**Exercise instructions:**
Your result will be the set of lines with "listener", copied from the material below.

**Records for this task:**
======

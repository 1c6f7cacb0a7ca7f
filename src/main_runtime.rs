use std::net::SocketAddr;
use std::sync::Arc;
use tracing::{error, info};
use tracing_subscriber::EnvFilter;
use vigil::api::{create_router, AppState};
use vigil::config::{AppConfig, LoggingConfig};
use vigil::coordination::{install_signal_handlers, ShutdownController};
use vigil::error::Result;
use vigil::monitor::{HealthProbe, HealthRegistry, HttpProbe};
use vigil::persistence::build_event_store;
use vigil::supervisor::{build_executor, Orchestrator};

pub fn init_logging(config: &LoggingConfig) {
    use tracing_subscriber::layer::SubscriberExt;
    use tracing_subscriber::util::SubscriberInitExt;

    let filter = EnvFilter::try_from_default_env()
        .or_else(|_| EnvFilter::try_new(&config.level))
        .unwrap_or_else(|_| EnvFilter::new("info,vigil=debug,sqlx=warn"));

    // File logging is opt-in: VIGIL_LOG_DIR wins over logging.dir
    let log_dir = std::env::var("VIGIL_LOG_DIR").ok().or_else(|| config.dir.clone());

    // `tracing_appender::rolling::daily` panics if it can't create the
    // initial log file, so preflight writability first.
    let file_layer = log_dir.as_deref().and_then(|log_dir| {
        if let Err(e) = std::fs::create_dir_all(log_dir) {
            eprintln!(
                "Warning: Could not create log directory {} ({}), file logging disabled",
                log_dir, e
            );
            return None;
        }
        let test_path = std::path::Path::new(log_dir).join(".vigil_write_test");
        match std::fs::OpenOptions::new()
            .create(true)
            .append(true)
            .open(&test_path)
        {
            Ok(_) => {
                let _ = std::fs::remove_file(&test_path);

                // Daily rotating file appender
                let file_appender = tracing_appender::rolling::daily(log_dir, "vigil.log");
                let (non_blocking, guard) = tracing_appender::non_blocking(file_appender);

                // Keep the guard alive for the life of the process
                Box::leak(Box::new(guard));

                Some(
                    tracing_subscriber::fmt::layer()
                        .with_writer(non_blocking)
                        .with_ansi(false)
                        .with_target(true),
                )
            }
            Err(e) => {
                eprintln!(
                    "Warning: Could not write to log directory {} ({}), file logging disabled",
                    log_dir, e
                );
                None
            }
        }
    });

    // Console layer, text or JSON
    let (text_layer, json_layer) = if config.json {
        (
            None,
            Some(
                tracing_subscriber::fmt::layer()
                    .json()
                    .with_current_span(false)
                    .with_target(true),
            ),
        )
    } else {
        (
            Some(
                tracing_subscriber::fmt::layer()
                    .with_target(true)
                    .with_thread_ids(false)
                    .with_file(false)
                    .with_line_number(false),
            ),
            None,
        )
    };

    let file_logging_enabled = file_layer.is_some();
    let _ = tracing_subscriber::registry()
        .with(filter)
        .with(text_layer)
        .with(json_layer)
        .with(file_layer)
        .try_init();

    if let (true, Some(dir)) = (file_logging_enabled, log_dir) {
        eprintln!("Logging to: {}/vigil.log", dir);
    }
}

pub fn init_logging_simple() {
    // Minimal logging for client commands
    let _ = tracing_subscriber::fmt()
        .with_max_level(tracing::Level::WARN)
        .try_init();
}

/// Build every component from `config`, serve the API and run the loop
/// until SIGTERM or Ctrl+C.
pub async fn run_orchestrator(config: AppConfig) -> Result<()> {
    // Fail fast before anything is probed
    config.validate()?;

    let registry = Arc::new(
        HealthRegistry::with_dependencies(config.breaker.to_breaker_config(), config.descriptors()?)
            .await?,
    );
    let probe: Arc<dyn HealthProbe> = Arc::new(HttpProbe::new()?);
    let executor = build_executor(&config.executor, Arc::clone(&registry), Arc::clone(&probe))?;
    let store = build_event_store(&config.event_store).await?;

    let orchestrator = Arc::new(Orchestrator::new(
        &config,
        registry,
        probe,
        executor,
        store,
    ));

    let shutdown = Arc::new(ShutdownController::new());
    install_signal_handlers(Arc::clone(&shutdown));

    let app = create_router(AppState::new(Arc::clone(&orchestrator)));
    let addr = SocketAddr::from(([0, 0, 0, 0], config.api.port));
    let listener = tokio::net::TcpListener::bind(addr).await?;
    info!("API listening on {}", addr);

    let mut api_shutdown = shutdown.listener();
    let server = tokio::spawn(async move {
        axum::serve(listener, app)
            .with_graceful_shutdown(async move {
                api_shutdown.wait().await;
            })
            .await
    });

    info!(
        "Monitoring {} dependencies every {}s",
        config.dependencies.len(),
        orchestrator.cycle_interval().as_secs()
    );
    orchestrator.run(shutdown.listener()).await;

    match server.await {
        Ok(Ok(())) => {}
        Ok(Err(e)) => error!("API server error: {}", e),
        Err(e) => error!("API server task failed: {}", e),
    }

    info!("vigil stopped");
    Ok(())
}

======

**Solved exercise:**
    let listener = tokio::net::TcpListener::bind(addr).await?;
    let mut api_shutdown = shutdown.listener();
        axum::serve(listener, app)
    orchestrator.run(shutdown.listener()).await;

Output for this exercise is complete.